Perhaps my deep-seated desire to make a home for myself has finally pushed its way to the surface? Could be why I always write about houses…
I’ve never been afraid to travel. The threat of terrorism didn’t put me off. The idea of tsunamis and earthquakes doesn’t scare me. Okay, maybe a little when the whole building was shaking like jelly in Bali last September. I was planning a trip to India sometime in the future and yes, the legendary bad drivers worry me but you get them everywhere. My first husband died on the way home from work so if I have the choice, if my number is up, I’ve always said I’d prefer to be somewhere exotic, thanks all the same.
So, humouring my inner-scaredy cat, why have I suddenly been so keen to swear off overseas travel, possibly forever? It feels like more than fear. It feels, right now, like good sense, but maybe ask me in a few months…
On that subject, I feel the need to write about Australia. Even my memoir is set in France and the UK even though I have spent less than a year there all together in my nearly 49 years. I need to reconnect with my own country, a place I’ve loved but have been plotting to escape since my single-digits.
What do I love about Australia? The wildness. The brutality of the landscape. I grew up in a rural town then went to school in a regional city and I love those old towns, like Castlemaine and Mansfield in Victoria and Mullumbimby and Murwillumbah in New South Wales and of course, Boonah in Queensland, home to my parents. I love the cities, too. Sydney is beautiful and Melbourne is classy, and Brisbane is the perfect mix of both.

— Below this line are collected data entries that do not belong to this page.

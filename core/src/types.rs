use chrono::Utc;
use serde::{Deserialize, Deserializer, Serialize, Serializer};
use std::fmt;
use std::str::FromStr;

/// Identifier of a content-store entry: a lowercase hex digest of the
/// entry's bytes.
///
/// The digest algorithm (currently MD5, used for deduplication identity
/// only) is confined to `from_data`; everything else treats the hash as an
/// opaque fixed-width hex string, so the algorithm can be swapped without
/// touching the persisted schema.
#[derive(Debug, Clone, PartialEq, Eq, Hash)]
pub struct ContentHash(String);

impl ContentHash {
    pub fn from_data(data: &[u8]) -> Self {
        Self(format!("{:x}", md5::compute(data)))
    }

    pub fn as_str(&self) -> &str {
        &self.0
    }
}

impl FromStr for ContentHash {
    type Err = hex::FromHexError;

    fn from_str(s: &str) -> Result<Self, Self::Err> {
        let bytes = hex::decode(s)?;
        if bytes.is_empty() {
            return Err(hex::FromHexError::InvalidStringLength);
        }
        Ok(Self(hex::encode(bytes)))
    }
}

impl Serialize for ContentHash {
    fn serialize<S>(&self, serializer: S) -> Result<S::Ok, S::Error>
    where
        S: Serializer,
    {
        serializer.serialize_str(&self.0)
    }
}

impl<'de> Deserialize<'de> for ContentHash {
    fn deserialize<D>(deserializer: D) -> Result<Self, D::Error>
    where
        D: Deserializer<'de>,
    {
        let s = String::deserialize(deserializer)?;
        ContentHash::from_str(&s).map_err(serde::de::Error::custom)
    }
}

impl fmt::Display for ContentHash {
    fn fmt(&self, f: &mut fmt::Formatter<'_>) -> fmt::Result {
        write!(f, "{}", self.0)
    }
}

/// How a snapshot stores its payload. Serialized with the ledger's
/// historical tag values.
#[derive(Debug, Clone, Copy, PartialEq, Eq, Serialize, Deserialize)]
pub enum SnapshotKind {
    #[serde(rename = "md5")]
    Dedup,
    #[serde(rename = "legacy")]
    Legacy,
}

/// One file in a dedup snapshot's metadata list. Field names match the
/// persisted `files.json` schema.
#[derive(Debug, Clone, Serialize, Deserialize)]
pub struct FileRecord {
    pub path: String,
    #[serde(rename = "md5")]
    pub hash: ContentHash,
    pub size: u64,
    pub mtime: f64,
}

/// Outcome of a restore: what was written and what was skipped, by reason.
#[derive(Debug, Clone, Default, Serialize)]
pub struct RestoreReport {
    pub restored_count: usize,
    pub total_records: usize,
    pub corrupted_paths: Vec<String>,
    pub missing_paths: Vec<String>,
    pub invalid_paths: Vec<String>,
}

impl RestoreReport {
    pub fn is_clean(&self) -> bool {
        self.corrupted_paths.is_empty()
            && self.missing_paths.is_empty()
            && self.invalid_paths.is_empty()
    }
}

/// Ledger timestamp. Fixed-width ISO-8601 in UTC so that lexicographic
/// comparison of two timestamps equals chronological comparison.
pub fn ledger_timestamp() -> String {
    Utc::now().format("%Y-%m-%dT%H:%M:%S%.6fZ").to_string()
}

/// Compact timestamp used to keep snapshot directory names unique.
pub fn dir_timestamp() -> String {
    Utc::now().format("%Y%m%d_%H%M%S").to_string()
}

/// Strips characters that are illegal in filenames on common platforms so a
/// user-supplied backup name can be used as a directory name.
pub fn sanitize_name(name: &str) -> String {
    name.chars()
        .filter(|c| !matches!(c, '\\' | '/' | ':' | '*' | '?' | '"' | '<' | '>' | '|'))
        .collect()
}

#[cfg(test)]
mod tests {
    use super::*;

    #[test]
    fn hash_is_lowercase_hex() {
        let hash = ContentHash::from_data(b"hello");
        assert_eq!(hash.as_str(), "5d41402abc4b2a76b9719d911017c592");
    }

    #[test]
    fn hash_parse_normalizes_case_and_rejects_garbage() {
        let upper: ContentHash = "5D41402ABC4B2A76B9719D911017C592".parse().unwrap();
        assert_eq!(upper.as_str(), "5d41402abc4b2a76b9719d911017c592");

        assert!("not-hex".parse::<ContentHash>().is_err());
        assert!("abc".parse::<ContentHash>().is_err()); // odd length
        assert!("".parse::<ContentHash>().is_err());
    }

    #[test]
    fn ledger_timestamp_is_fixed_width() {
        let a = ledger_timestamp();
        let b = ledger_timestamp();
        assert_eq!(a.len(), "2026-01-02T03:04:05.123456Z".len());
        assert_eq!(a.len(), b.len());
        assert!(a <= b);
    }

    #[test]
    fn sanitize_strips_illegal_characters() {
        assert_eq!(sanitize_name("boss: before/after?"), "boss beforeafter");
        assert_eq!(sanitize_name("plain name"), "plain name");
    }
}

I have family and friends in Tassie, Northern Territory and South Australia who I must visit. I love the long, hot days and summer storms and giant Moreton Bay fig trees and rainbow lorikeets. I love the snow covered Ghost gums of Mt Buller with wombat tracks winding between them. I love swimming pools and creeks and the endlessly blue ocean fringed with the fine, white we do so well in Australia. I love rusted corrugated iron and empty streets. I love the rain but I also love that searing heat and the deep shadows under old-fashioned eaves.